EXTRACTED INFORMATION ▸
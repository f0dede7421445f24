//! In-text citation marker scanning.
//!
//! Finds numeric bracket groups (`[3]`, `[1,4]`, `[2-5]`, `[1, 2–4]`) anywhere
//! in the manuscript, the reference list included, and expands each group into
//! one `Occurrence` per cited number.

use crate::models::Occurrence;

use once_cell::sync::Lazy;
use regex::Regex;

/// Ranges wider than this are treated as malformed tokens.
const MAX_RANGE_SPAN: u32 = 500;

static BRACKET_GROUP: Lazy<Regex> =
    Lazy::new(|| Regex::new(r"\[([0-9,\s\-\u{2013}]*[0-9][0-9,\s\-\u{2013}]*)\]").unwrap());

/// Every citation number in document order. A group expands in token order and
/// all of its numbers share the group's byte offset. Duplicates are kept.
pub fn scan_occurrences(text: &str) -> Vec<Occurrence> {
    let mut occurrences = Vec::new();
    for caps in BRACKET_GROUP.captures_iter(text) {
        let (Some(group), Some(inner)) = (caps.get(0), caps.get(1)) else {
            continue;
        };
        for number in expand_group(inner.as_str()) {
            occurrences.push(Occurrence {
                number,
                offset: group.start(),
            });
        }
    }
    tracing::debug!(count = occurrences.len(), "scanned citation occurrences");
    occurrences
}

/// Expand the inside of a bracket group (`"1,3-5"`) into numbers. Malformed
/// tokens are skipped without discarding the rest of the group.
pub fn expand_group(inner: &str) -> Vec<u32> {
    let mut numbers = Vec::new();
    for token in inner.split(',') {
        let token = token.trim();
        if token.is_empty() {
            continue;
        }
        match token.split_once(|c| c == '-' || c == '\u{2013}') {
            Some((a, b)) => {
                let (Ok(a), Ok(b)) = (a.trim().parse::<u32>(), b.trim().parse::<u32>()) else {
                    continue;
                };
                let (lo, hi) = (a.min(b), a.max(b));
                if lo == 0 || hi - lo > MAX_RANGE_SPAN {
                    continue;
                }
                numbers.extend(lo..=hi);
            }
            None => match token.parse::<u32>() {
                Ok(n) if n > 0 => numbers.push(n),
                _ => {}
            },
        }
    }
    numbers
}

#[cfg(test)]
mod tests {
    use super::*;

    fn numbers(text: &str) -> Vec<u32> {
        scan_occurrences(text).iter().map(|o| o.number).collect()
    }

    #[test]
    fn test_single_marker() {
        let occs = scan_occurrences("Shown before [3].");
        assert_eq!(occs, vec![Occurrence { number: 3, offset: 13 }]);
    }

    #[test]
    fn test_list_and_range_share_offset() {
        let text = "See [1,3-5] for details.";
        let occs = scan_occurrences(text);
        let nums: Vec<u32> = occs.iter().map(|o| o.number).collect();
        assert_eq!(nums, vec![1, 3, 4, 5]);
        assert!(occs.iter().all(|o| o.offset == 4));
    }

    #[test]
    fn test_en_dash_and_reversed_range() {
        assert_eq!(numbers("[2\u{2013}4]"), vec![2, 3, 4]);
        assert_eq!(numbers("[5-3]"), vec![3, 4, 5]);
    }

    #[test]
    fn test_spaces_inside_group() {
        assert_eq!(numbers("[1, 2 - 3 ]"), vec![1, 2, 3]);
    }

    #[test]
    fn test_malformed_tokens_skipped() {
        assert_eq!(numbers("[1,-,4]"), vec![1, 4]);
        assert_eq!(numbers("[1-2-3, 6]"), vec![6]);
        assert_eq!(numbers("[0, 2]"), vec![2]);
        assert_eq!(numbers("[1-100000]"), Vec::<u32>::new());
    }

    #[test]
    fn test_duplicates_preserved_in_document_order() {
        assert_eq!(numbers("A [2]. B [1]. C [2]."), vec![2, 1, 2]);
    }

    #[test]
    fn test_non_numeric_brackets_ignored() {
        assert_eq!(numbers("[a] [x1] [] [,] [-] [Smith 2020]"), Vec::<u32>::new());
    }

    #[test]
    fn test_reference_list_markers_are_scanned() {
        let text = "Claim [1].\n\nReferences\n[1] A. Author. 2020.";
        assert_eq!(numbers(text), vec![1, 1]);
    }
}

YOUR INSTRUCTIONS ▸ Copy each line above where the string "expands" occurs.

RESPONSE AREA ▸
//! in the manuscript, the reference list included, and expands each group into
/// Every citation number in document order. A group expands in token order and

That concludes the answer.